• WORK INSTRUCTIONS
Write out the records below word for word, please.

--- WORKING DATA Enclosed Below ---

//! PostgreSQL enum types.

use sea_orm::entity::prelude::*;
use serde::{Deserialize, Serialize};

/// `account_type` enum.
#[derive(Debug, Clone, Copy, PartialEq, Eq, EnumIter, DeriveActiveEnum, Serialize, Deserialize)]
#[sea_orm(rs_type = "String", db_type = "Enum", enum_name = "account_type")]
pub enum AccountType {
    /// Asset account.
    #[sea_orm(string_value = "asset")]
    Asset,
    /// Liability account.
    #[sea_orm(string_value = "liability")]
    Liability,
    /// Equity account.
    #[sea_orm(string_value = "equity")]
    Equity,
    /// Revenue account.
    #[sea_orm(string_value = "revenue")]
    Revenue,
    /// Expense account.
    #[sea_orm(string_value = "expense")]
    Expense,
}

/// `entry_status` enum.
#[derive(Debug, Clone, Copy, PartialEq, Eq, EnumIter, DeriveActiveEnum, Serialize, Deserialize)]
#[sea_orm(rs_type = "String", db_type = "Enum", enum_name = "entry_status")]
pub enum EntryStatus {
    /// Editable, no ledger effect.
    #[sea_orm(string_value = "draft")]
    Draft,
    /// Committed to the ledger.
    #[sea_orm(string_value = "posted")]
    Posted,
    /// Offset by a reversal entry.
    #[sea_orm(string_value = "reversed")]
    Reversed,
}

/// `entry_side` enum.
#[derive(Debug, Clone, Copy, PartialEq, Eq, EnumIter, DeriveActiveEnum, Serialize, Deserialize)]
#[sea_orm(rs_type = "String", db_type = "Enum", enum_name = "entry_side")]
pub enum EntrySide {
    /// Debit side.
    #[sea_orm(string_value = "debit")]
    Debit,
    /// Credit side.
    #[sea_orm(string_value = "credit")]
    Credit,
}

--- End of Enclosed WORKING DATA ---

• ANSWER SPACE
//! PostgreSQL enum types.

use sea_orm::entity::prelude::*;
use serde::{Deserialize, Serialize};

/// `account_type` enum.
#[derive(Debug, Clone, Copy, PartialEq, Eq, EnumIter, DeriveActiveEnum, Serialize, Deserialize)]
#[sea_orm(rs_type = "String", db_type = "Enum", enum_name = "account_type")]
pub enum AccountType {
    /// Asset account.
    #[sea_orm(string_value = "asset")]
    Asset,
    /// Liability account.
    #[sea_orm(string_value = "liability")]
    Liability,
    /// Equity account.
    #[sea_orm(string_value = "equity")]
    Equity,
    /// Revenue account.
    #[sea_orm(string_value = "revenue")]
    Revenue,
    /// Expense account.
    #[sea_orm(string_value = "expense")]
    Expense,
}

/// `entry_status` enum.
#[derive(Debug, Clone, Copy, PartialEq, Eq, EnumIter, DeriveActiveEnum, Serialize, Deserialize)]
#[sea_orm(rs_type = "String", db_type = "Enum", enum_name = "entry_status")]
pub enum EntryStatus {
    /// Editable, no ledger effect.
    #[sea_orm(string_value = "draft")]
    Draft,
    /// Committed to the ledger.
    #[sea_orm(string_value = "posted")]
    Posted,
    /// Offset by a reversal entry.
    #[sea_orm(string_value = "reversed")]
    Reversed,
}

/// `entry_side` enum.
#[derive(Debug, Clone, Copy, PartialEq, Eq, EnumIter, DeriveActiveEnum, Serialize, Deserialize)]
#[sea_orm(rs_type = "String", db_type = "Enum", enum_name = "entry_side")]
pub enum EntrySide {
    /// Debit side.
    #[sea_orm(string_value = "debit")]
    Debit,
    /// Credit side.
    #[sea_orm(string_value = "credit")]
    Credit,
}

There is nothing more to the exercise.